Data excerpts:

━━━━━━━━

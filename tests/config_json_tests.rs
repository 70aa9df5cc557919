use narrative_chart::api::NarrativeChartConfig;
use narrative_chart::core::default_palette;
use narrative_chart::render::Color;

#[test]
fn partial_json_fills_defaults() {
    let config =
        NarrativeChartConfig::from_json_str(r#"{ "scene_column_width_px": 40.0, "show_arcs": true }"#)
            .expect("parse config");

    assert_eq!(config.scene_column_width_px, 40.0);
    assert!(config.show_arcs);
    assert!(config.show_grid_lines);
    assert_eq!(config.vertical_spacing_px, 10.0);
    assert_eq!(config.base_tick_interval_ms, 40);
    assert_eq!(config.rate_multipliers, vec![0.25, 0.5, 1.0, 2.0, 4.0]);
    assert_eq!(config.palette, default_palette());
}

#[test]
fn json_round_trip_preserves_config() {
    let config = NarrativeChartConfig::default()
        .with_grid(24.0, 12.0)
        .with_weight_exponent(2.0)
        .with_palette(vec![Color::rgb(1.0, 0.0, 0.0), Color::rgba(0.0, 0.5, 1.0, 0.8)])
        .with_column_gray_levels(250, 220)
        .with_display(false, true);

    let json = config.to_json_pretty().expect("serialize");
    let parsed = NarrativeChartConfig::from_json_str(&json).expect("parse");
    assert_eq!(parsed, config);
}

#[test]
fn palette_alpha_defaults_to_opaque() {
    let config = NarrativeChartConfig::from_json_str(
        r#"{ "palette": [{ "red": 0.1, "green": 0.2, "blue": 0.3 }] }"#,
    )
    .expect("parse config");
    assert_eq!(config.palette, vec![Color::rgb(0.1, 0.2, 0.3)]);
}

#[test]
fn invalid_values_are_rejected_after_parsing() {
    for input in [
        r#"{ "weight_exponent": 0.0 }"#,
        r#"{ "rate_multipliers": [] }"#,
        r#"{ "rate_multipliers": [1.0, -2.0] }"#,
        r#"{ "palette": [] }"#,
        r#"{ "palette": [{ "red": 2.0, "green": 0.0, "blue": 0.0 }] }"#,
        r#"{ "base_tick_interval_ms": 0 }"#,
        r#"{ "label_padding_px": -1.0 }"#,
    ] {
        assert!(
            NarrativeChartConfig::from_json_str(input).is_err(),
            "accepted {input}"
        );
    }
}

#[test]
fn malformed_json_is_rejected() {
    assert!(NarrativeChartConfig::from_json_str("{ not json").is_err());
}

━━━━━━━━

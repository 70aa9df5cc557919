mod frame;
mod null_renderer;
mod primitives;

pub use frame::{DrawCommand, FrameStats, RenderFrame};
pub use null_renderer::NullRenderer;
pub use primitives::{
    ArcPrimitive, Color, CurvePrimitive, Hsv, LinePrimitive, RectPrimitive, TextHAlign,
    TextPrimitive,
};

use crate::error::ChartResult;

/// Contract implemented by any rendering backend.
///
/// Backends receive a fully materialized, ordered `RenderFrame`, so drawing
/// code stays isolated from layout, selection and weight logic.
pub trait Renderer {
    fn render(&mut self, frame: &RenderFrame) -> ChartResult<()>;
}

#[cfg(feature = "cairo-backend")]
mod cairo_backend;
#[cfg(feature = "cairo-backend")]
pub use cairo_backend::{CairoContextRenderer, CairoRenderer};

━━━━━━━━

* [WHAT THE TASK REQUIRES]: Copy the lines above exactly, beginning at the line that has "filename tests/config_json_tests.rs" and stopping after the line that has "assert_eq!(config.base_tick_interval_ms, 40);", and omit the rest.

* [TASK OUTPUT]:
filename tests/config_json_tests.rs
repository 70aa9df5cc557919
use narrative_chart::api::NarrativeChartConfig;
use narrative_chart::core::default_palette;
use narrative_chart::render::Color;

#[test]
fn partial_json_fills_defaults() {
    let config =
        NarrativeChartConfig::from_json_str(r#"{ "scene_column_width_px": 40.0, "show_arcs": true }"#)
            .expect("parse config");

    assert_eq!(config.scene_column_width_px, 40.0);
    assert!(config.show_arcs);
    assert!(config.show_grid_lines);
    assert_eq!(config.vertical_spacing_px, 10.0);
    assert_eq!(config.base_tick_interval_ms, 40);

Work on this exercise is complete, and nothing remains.